Les opérateurs affirment encore organiser un contournement des zones d’exploitation pour ménager les secteurs les plus sensibles, où vivent environ 10 % des loutres géantes recensées. Selon Triton, les activités resteraient limitées à 43 % du plan d’eau, et le déplacement des chantiers vers le sud dans les trois prochaines années devrait préserver les itinéraires en pirogues plutôt que kayaks prisés des naturalistes locaux.
À retenir : les coupes sous-marines de Petit-Saut s’inscrivent dans un objectif guyanais de mix 100 % renouvelable d’ici 2027, avec 27,5 MW de biomasse prévus à l’horizon 2033.
Loutres géantes, oiseaux et plantes épiphytes : les points de friction sur la biodiversité
Au cœur du lac de Petit-Saut, l’Office français de la biodiversité avance qu’environ 10 % de la population mondiale de cette espèce circule dans ces eaux et près des îlots forestiers.
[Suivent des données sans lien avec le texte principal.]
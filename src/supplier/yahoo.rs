use std::sync::Arc;

use chrono::{DateTime, NaiveDate, Utc};
use error_stack::{Report, ResultExt, bail};
use futures::future::BoxFuture;
use governor::{DefaultDirectRateLimiter, Quota, RateLimiter};
use nonzero_ext::nonzero;
use serde::Deserialize;
use tracing::{debug, info};

use crate::error::SupplierError;
use crate::model::{ColumnLabel, Profile, RawRow, RawTable};
use crate::supplier::{HistoryQuery, PriceSupplier};

const YAHOO_CHART_URL: &str = "https://query1.finance.yahoo.com/v8/finance/chart";
const YAHOO_SUMMARY_URL: &str = "https://query2.finance.yahoo.com/v10/finance/quoteSummary";
const SUPPLIER: &str = "yahoo";
/// Yahoo rejects bare HTTP clients; present as a browser.
const USER_AGENT: &str = "Mozilla/5.0 (X11; Linux x86_64) AppleWebKit/537.36 (KHTML, like Gecko) Chrome/126.0 Safari/537.36";

pub struct YahooSupplier {
    client: reqwest::Client,
    rate_limiter: Arc<DefaultDirectRateLimiter>,
}

impl YahooSupplier {
    /// `requests_per_second` caps the request rate across all concurrent
    /// fetches made through this supplier.
    pub fn new(requests_per_second: u32) -> Result<Self, Report<SupplierError>> {
        let client = reqwest::Client::builder()
            .user_agent(USER_AGENT)
            .build()
            .change_context(SupplierError::Request {
                supplier: SUPPLIER.into(),
            })?;
        let rate = std::num::NonZeroU32::new(requests_per_second).unwrap_or(nonzero!(2u32));
        Ok(Self {
            client,
            rate_limiter: Arc::new(RateLimiter::direct(Quota::per_second(rate))),
        })
    }

    async fn get<T: for<'de> Deserialize<'de>>(
        &self,
        url: &str,
        params: &[(&str, String)],
    ) -> Result<T, Report<SupplierError>> {
        self.rate_limiter.until_ready().await;

        let response = self
            .client
            .get(url)
            .query(params)
            .send()
            .await
            .change_context(SupplierError::Request {
                supplier: SUPPLIER.into(),
            })
            .attach_with(|| format!("url: {url}"))?;

        if !response.status().is_success() {
            return Err(Report::new(SupplierError::Request {
                supplier: SUPPLIER.into(),
            })
            .attach(format!("HTTP status: {}", response.status()))
            .attach(format!("url: {url}")));
        }

        response
            .json()
            .await
            .change_context(SupplierError::ResponseParse {
                supplier: SUPPLIER.into(),
            })
    }
}

fn midnight_epoch(date: NaiveDate) -> i64 {
    date.and_hms_opt(0, 0, 0)
        .map(|dt| dt.and_utc().timestamp())
        .unwrap_or_default()
}

impl PriceSupplier for YahooSupplier {
    fn name(&self) -> &str {
        SUPPLIER
    }

    fn fetch_history(
        &self,
        query: &HistoryQuery,
    ) -> BoxFuture<'_, Result<RawTable, Report<SupplierError>>> {
        let query = query.clone();
        Box::pin(async move {
            let (start, end) = query.resolved_range(Utc::now().date_naive());
            let url = format!("{YAHOO_CHART_URL}/{}", query.ticker);
            let params = [
                ("period1", midnight_epoch(start).to_string()),
                ("period2", midnight_epoch(end).to_string()),
                ("interval", query.interval.yahoo_interval().to_string()),
                ("events", "div,split".to_string()),
                ("includeAdjustedClose", "true".to_string()),
            ];

            debug!(ticker = %query.ticker, %start, %end, interval = %query.interval, "requesting chart");
            let response: ChartResponse = self.get(&url, &params).await?;
            let table = chart_to_table(&query.ticker, response, query.auto_adjust)?;

            info!(
                ticker = %query.ticker,
                interval = %query.interval,
                fetched = table.rows.len(),
                "yahoo history fetch complete"
            );
            Ok(table)
        })
    }

    fn fetch_profile(&self, ticker: &str) -> BoxFuture<'_, Result<Profile, Report<SupplierError>>> {
        let ticker = ticker.to_owned();
        Box::pin(async move {
            let url = format!("{YAHOO_SUMMARY_URL}/{ticker}");
            let params = [("modules", "summaryProfile,summaryDetail".to_string())];
            let response: SummaryResponse = self.get(&url, &params).await?;
            let profile = summary_to_profile(&ticker, response)?;
            debug!(ticker = %ticker, ?profile, "yahoo profile fetch complete");
            Ok(profile)
        })
    }
}

// ── Chart API types ──────────────────────────────────────────────────────────

#[derive(Debug, Deserialize)]
struct ChartResponse {
    chart: ChartBody,
}

#[derive(Debug, Deserialize)]
struct ChartBody {
    result: Option<Vec<ChartResult>>,
    error: Option<YahooError>,
}

#[derive(Debug, Deserialize)]
struct YahooError {
    code: String,
    description: String,
}

#[derive(Debug, Deserialize)]
struct ChartResult {
    #[serde(default)]
    timestamp: Vec<i64>,
    indicators: ChartIndicators,
}

#[derive(Debug, Deserialize)]
struct ChartIndicators {
    #[serde(default)]
    quote: Vec<Quote>,
    #[serde(default)]
    adjclose: Vec<AdjClose>,
}

#[derive(Debug, Default, Deserialize)]
#[serde(default)]
struct Quote {
    open: Vec<Option<f64>>,
    high: Vec<Option<f64>>,
    low: Vec<Option<f64>>,
    close: Vec<Option<f64>>,
    volume: Vec<Option<f64>>,
}

#[derive(Debug, Deserialize)]
struct AdjClose {
    #[serde(default)]
    adjclose: Vec<Option<f64>>,
}

fn parse_error(detail: String) -> Report<SupplierError> {
    Report::new(SupplierError::ResponseParse {
        supplier: SUPPLIER.into(),
    })
    .attach(detail)
}

/// Build a raw table from a chart response. Columns carry the ticker as a
/// second label level. With `auto_adjust` the OHLC prices are scaled by
/// `adjclose / close`; otherwise an `Adj Close` column is kept alongside.
fn chart_to_table(
    ticker: &str,
    response: ChartResponse,
    auto_adjust: bool,
) -> Result<RawTable, Report<SupplierError>> {
    if let Some(err) = response.chart.error {
        return Err(Report::new(SupplierError::NoData {
            supplier: SUPPLIER.into(),
            ticker: ticker.into(),
        })
        .attach(format!("{}: {}", err.code, err.description)));
    }

    let Some(result) = response.chart.result.and_then(|r| r.into_iter().next()) else {
        bail!(SupplierError::NoData {
            supplier: SUPPLIER.into(),
            ticker: ticker.into(),
        });
    };
    if result.timestamp.is_empty() {
        bail!(SupplierError::NoData {
            supplier: SUPPLIER.into(),
            ticker: ticker.into(),
        });
    }

    let quote = result.indicators.quote.into_iter().next().unwrap_or_default();
    let adjclose = result
        .indicators
        .adjclose
        .into_iter()
        .next()
        .map(|a| a.adjclose)
        .unwrap_or_default();

    let len = result.timestamp.len();
    let columns = [&quote.open, &quote.high, &quote.low, &quote.close, &quote.volume];
    if columns.iter().any(|c| c.len() != len) {
        return Err(parse_error(format!(
            "quote arrays do not match {len} timestamps"
        )));
    }

    let mut fields = vec!["Open", "High", "Low", "Close", "Volume"];
    if !auto_adjust {
        fields.push("Adj Close");
    }
    let labels = fields
        .into_iter()
        .map(|field| ColumnLabel::Compound {
            field: field.into(),
            ticker: ticker.into(),
        })
        .collect();

    let mut rows = Vec::with_capacity(len);
    for (i, &secs) in result.timestamp.iter().enumerate() {
        let timestamp = DateTime::from_timestamp(secs, 0)
            .ok_or_else(|| parse_error(format!("timestamp out of range: {secs}")))?;
        let adj = adjclose.get(i).copied().flatten();

        let mut values = if auto_adjust {
            let factor = match (adj, quote.close[i]) {
                (Some(a), Some(c)) if c > 0.0 => a / c,
                _ => 1.0,
            };
            let scale = |v: Option<f64>| v.map(|x| x * factor);
            vec![
                scale(quote.open[i]),
                scale(quote.high[i]),
                scale(quote.low[i]),
                adj.or(quote.close[i]),
                quote.volume[i],
            ]
        } else {
            vec![
                quote.open[i],
                quote.high[i],
                quote.low[i],
                quote.close[i],
                quote.volume[i],
            ]
        };
        if !auto_adjust {
            values.push(adj);
        }

        rows.push(RawRow { timestamp, values });
    }

    Ok(RawTable {
        ticker: ticker.into(),
        labels,
        rows,
    })
}

// ── quoteSummary types ───────────────────────────────────────────────────────

#[derive(Debug, Deserialize)]
#[serde(rename_all = "camelCase")]
struct SummaryResponse {
    quote_summary: SummaryBody,
}

#[derive(Debug, Deserialize)]
struct SummaryBody {
    result: Option<Vec<SummaryResult>>,
    error: Option<YahooError>,
}

#[derive(Debug, Deserialize)]
#[serde(rename_all = "camelCase")]
struct SummaryResult {
    summary_profile: Option<SummaryProfile>,
    summary_detail: Option<SummaryDetail>,
}

#[derive(Debug, Deserialize)]
struct SummaryProfile {
    sector: Option<String>,
}

#[derive(Debug, Deserialize)]
#[serde(rename_all = "camelCase")]
struct SummaryDetail {
    #[serde(rename = "trailingPE")]
    trailing_pe: Option<RawValue>,
    market_cap: Option<RawValue>,
    fifty_two_week_high: Option<RawValue>,
}

/// Yahoo wraps numbers as `{ "raw": 1.0, "fmt": "1.00" }`, or `{}` when unknown.
#[derive(Debug, Deserialize)]
struct RawValue {
    raw: Option<f64>,
}

fn raw(value: Option<RawValue>) -> Option<f64> {
    value.and_then(|v| v.raw).filter(|v| v.is_finite())
}

fn summary_to_profile(
    ticker: &str,
    response: SummaryResponse,
) -> Result<Profile, Report<SupplierError>> {
    if let Some(err) = response.quote_summary.error {
        return Err(Report::new(SupplierError::NoData {
            supplier: SUPPLIER.into(),
            ticker: ticker.into(),
        })
        .attach(format!("{}: {}", err.code, err.description)));
    }

    let Some(result) = response
        .quote_summary
        .result
        .and_then(|r| r.into_iter().next())
    else {
        return Ok(Profile::default());
    };

    let detail = result.summary_detail;
    let (pe_ratio, market_cap, fifty_two_week_high) = match detail {
        Some(d) => (
            raw(d.trailing_pe),
            raw(d.market_cap),
            raw(d.fifty_two_week_high),
        ),
        None => (None, None, None),
    };

    Ok(Profile {
        sector: result.summary_profile.and_then(|p| p.sector),
        pe_ratio,
        market_cap,
        fifty_two_week_high,
    })
}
La loutre géante d’Amazonie y croise les barges de Triton ; ces mammifères restent fortement sensibles au dérangement et aux variations d’eau.
Les zones prévues pour extraire les troncs morts croisent les couloirs utilisés par les loutres et parcourus par les guides naturalistes. Là se concentrent les catiches et zones refuges, mais aussi des nids d’oiseaux lacustres et plantes épiphytes sur troncs, qui donnent à cette forêt noyée une valeur singulière.
Recours, préfecture et dérogation « espèces protégées » : le cœur du dossier
L’Association préservons Petit-Saut a contesté le projet de biomasse de Triton et Voltalia, jugeant que l’autorisation de la préfecture de Guyane ne protège pas la faune du lac. Ce dossier s’est traduit par un recours administratif A2PS, dénonçant l’absence de demande de dérogation espèces protégées pour les loutres géantes et plusieurs rapaces locaux.
En février 2025, le tribunal administratif a débouté l’Association préservons Petit-Saut, estimant que l’État et la préfecture de Guyane encadraient déjà correctement le projet de biomasse immergée sur le lac de Petit-Saut. Cette décision de justice février 2025 reprend les mesures d’évitement environnemental promises par Triton, que les opposants jugent encore très insuffisantes sur place.
Entre emplois locaux et image du site, l’écotourisme s’adapte à marche forcée
Au nord de la Guyane, le projet Triton porté par Voltalia promet d’exploiter la biomasse du lac de Petit-Saut grâce à un investissement annoncé de 100 millions d’euros. Pour l’adaptation des opérateurs touristiques ancrés depuis des années, la promesse de cent emplois directs remet en jeu leur équilibre économique local fragile.
Autour du lac, les bateaux de Triton devront récolter près de 140 000 m3 de grumes par an sur 43 % de la surface, pour alimenter une centrale biomasse censée fournir environ 8 % des besoins électriques de la Guyane jusqu’en 2050. Les guides d’A2PS évoquent une suspension temporaire d’activité pour protéger la réputation de site nature qui attire leur clientèle métropolitaine depuis plusieurs années.